DATA SHOWN ▸
>>>
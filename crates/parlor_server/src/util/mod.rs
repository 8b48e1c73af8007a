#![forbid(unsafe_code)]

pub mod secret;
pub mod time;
<<<
In your response, give all the records again with nothing altered.

WRITTEN RESPONSE ▸
filename crates/parlor_server/src/util/mod.rs
repository 8b48e1c73af8007a
#![forbid(unsafe_code)]

pub mod secret;
pub mod time;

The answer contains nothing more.